* **Task to carry out**:
Output the entries below exactly, from the first line to the line holding "store is shared", both included.

* **Entries shown**:
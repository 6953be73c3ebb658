use std::sync::atomic::{AtomicU64, Ordering};
use std::sync::Arc;

use chrono::Utc;
use tokio::sync::RwLock;
use tracing::debug;

use crate::domain::entities::commission::{CommissionRecord, CommissionStatus, NewCommission};

/// Append-only in-memory history of commission records.
///
/// Records are never deleted; only their status changes. The store is shared
/// process-wide state behind a lock so concurrent request handlers serialize
/// their writes. Construct one per composition root (or per test) rather
/// than holding a global.
pub struct CommissionLedger {
    records: Arc<RwLock<Vec<CommissionRecord>>>,
    sequence: AtomicU64,
}

impl CommissionLedger {
    pub fn new() -> Self {
        CommissionLedger {
            records: Arc::new(RwLock::new(Vec::new())),
            sequence: AtomicU64::new(0),
        }
    }

    /// Append a new record with status `Pending`. No duplicate detection.
    ///
    /// Ids are timestamp-derived with a sequence suffix so records created
    /// within the same millisecond stay distinguishable.
    pub async fn record(&self, entry: NewCommission) -> CommissionRecord {
        let seq = self.sequence.fetch_add(1, Ordering::Relaxed);
        let record = CommissionRecord {
            id: format!("com_{}_{}", Utc::now().timestamp_millis(), seq),
            affiliate_username: entry.affiliate_username,
            customer_username: entry.customer_username,
            product_id: entry.product_id,
            product_name: entry.product_name,
            amount: entry.amount,
            date: Utc::now(),
            status: CommissionStatus::Pending,
        };

        let mut records = self.records.write().await;
        records.push(record.clone());

        debug!(
            id = %record.id,
            affiliate = %record.affiliate_username,
            product_id = %record.product_id,
            amount = record.amount,
            "Commission recorded"
        );

        record
    }

    /// Replace the status of the record with `id` in place. Returns false
    /// and leaves the store untouched when the id is unknown.
    pub async fn update_status(&self, id: &str, status: CommissionStatus) -> bool {
        let mut records = self.records.write().await;
        match records.iter_mut().find(|r| r.id == id) {
            Some(record) => {
                debug!(
                    id = %id,
                    from = %record.status,
                    to = %status,
                    "Commission status updated"
                );
                record.status = status;
                true
            }
            None => {
                debug!(id = %id, "Commission status update for unknown id");
                false
            }
        }
    }

    /// Apply the same status to every id in the list. Ids not found are
    /// skipped; the returned count is the number of records actually
    /// updated, not the number of ids requested.
    pub async fn bulk_update_status(&self, ids: &[String], status: CommissionStatus) -> usize {
        let mut records = self.records.write().await;
        let mut updated = 0;
        for record in records.iter_mut() {
            if ids.iter().any(|id| *id == record.id) {
                record.status = status;
                updated += 1;
            }
        }
        debug!(
            requested = ids.len(),
            updated = updated,
            to = %status,
            "Bulk commission status update"
        );
        updated
    }

    /// All records earned by `username`, in insertion order.
    pub async fn commissions_for(&self, username: &str) -> Vec<CommissionRecord> {
        let records = self.records.read().await;
        records
            .iter()
            .filter(|r| r.affiliate_username == username)
            .cloned()
            .collect()
    }

    pub async fn len(&self) -> usize {
        self.records.read().await.len()
    }

    pub async fn is_empty(&self) -> bool {
        self.records.read().await.is_empty()
    }
}

impl Default for CommissionLedger {
    fn default() -> Self {
        Self::new()
    }
}

#[cfg(test)]
mod tests {
    use super::*;

    fn entry(affiliate: &str) -> NewCommission {
        NewCommission {
            affiliate_username: affiliate.to_string(),
            customer_username: "cliente1".to_string(),
            product_id: "mtm-scanner".to_string(),
            product_name: "MTM Scanner".to_string(),
            amount: 50.0,
        }
    }

    #[tokio::test]
    async fn test_record_starts_pending() {
        let ledger = CommissionLedger::new();
        let record = ledger.record(entry("joao")).await;
        assert_eq!(record.status, CommissionStatus::Pending);
        assert_eq!(record.affiliate_username, "joao");
        assert_eq!(ledger.len().await, 1);
    }

    #[tokio::test]
    async fn test_record_then_query_roundtrip() {
        let ledger = CommissionLedger::new();
        let record = ledger.record(entry("joao")).await;

        let found = ledger.commissions_for("joao").await;
        assert_eq!(found.len(), 1);
        assert_eq!(found[0].id, record.id);
        assert_eq!(found[0].amount, 50.0);
        assert_eq!(found[0].status, CommissionStatus::Pending);
    }

    #[tokio::test]
    async fn test_record_ids_are_distinct() {
        let ledger = CommissionLedger::new();
        let a = ledger.record(entry("joao")).await;
        let b = ledger.record(entry("joao")).await;
        assert_ne!(a.id, b.id);
    }

    #[tokio::test]
    async fn test_query_preserves_insertion_order() {
        let ledger = CommissionLedger::new();
        let a = ledger.record(entry("joao")).await;
        ledger.record(entry("maria")).await;
        let c = ledger.record(entry("joao")).await;

        let found = ledger.commissions_for("joao").await;
        assert_eq!(found.len(), 2);
        assert_eq!(found[0].id, a.id);
        assert_eq!(found[1].id, c.id);
    }

    #[tokio::test]
    async fn test_update_status() {
        let ledger = CommissionLedger::new();
        let record = ledger.record(entry("joao")).await;

        assert!(ledger.update_status(&record.id, CommissionStatus::Paid).await);
        let found = ledger.commissions_for("joao").await;
        assert_eq!(found[0].status, CommissionStatus::Paid);
    }

    #[tokio::test]
    async fn test_update_status_unknown_id_leaves_store_unchanged() {
        let ledger = CommissionLedger::new();
        let record = ledger.record(entry("joao")).await;

        assert!(!ledger.update_status("com_0_999", CommissionStatus::Paid).await);
        let found = ledger.commissions_for("joao").await;
        assert_eq!(found.len(), 1);
        assert_eq!(found[0].id, record.id);
        assert_eq!(found[0].status, CommissionStatus::Pending);
    }

    #[tokio::test]
    async fn test_bulk_update_reports_actual_count() {
        let ledger = CommissionLedger::new();
        let a = ledger.record(entry("joao")).await;
        let b = ledger.record(entry("joao")).await;

        let ids = vec![a.id.clone(), "com_0_999".to_string(), b.id.clone()];
        let updated = ledger.bulk_update_status(&ids, CommissionStatus::Cancelled).await;
        // One id did not exist, so only two records change.
        assert_eq!(updated, 2);

        let found = ledger.commissions_for("joao").await;
        assert!(found.iter().all(|r| r.status == CommissionStatus::Cancelled));
    }

    #[tokio::test]
    async fn test_commissions_for_unknown_affiliate_is_empty() {
        let ledger = CommissionLedger::new();
        ledger.record(entry("joao")).await;
        assert!(ledger.commissions_for("maria").await.is_empty());
    }
}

* **Answer for the task**:
repository 6953be73c3ebb658
use std::sync::atomic::{AtomicU64, Ordering};
use std::sync::Arc;

use chrono::Utc;
use tokio::sync::RwLock;
use tracing::debug;

use crate::domain::entities::commission::{CommissionRecord, CommissionStatus, NewCommission};

/// Append-only in-memory history of commission records.
///
/// Records are never deleted; only their status changes. The store is shared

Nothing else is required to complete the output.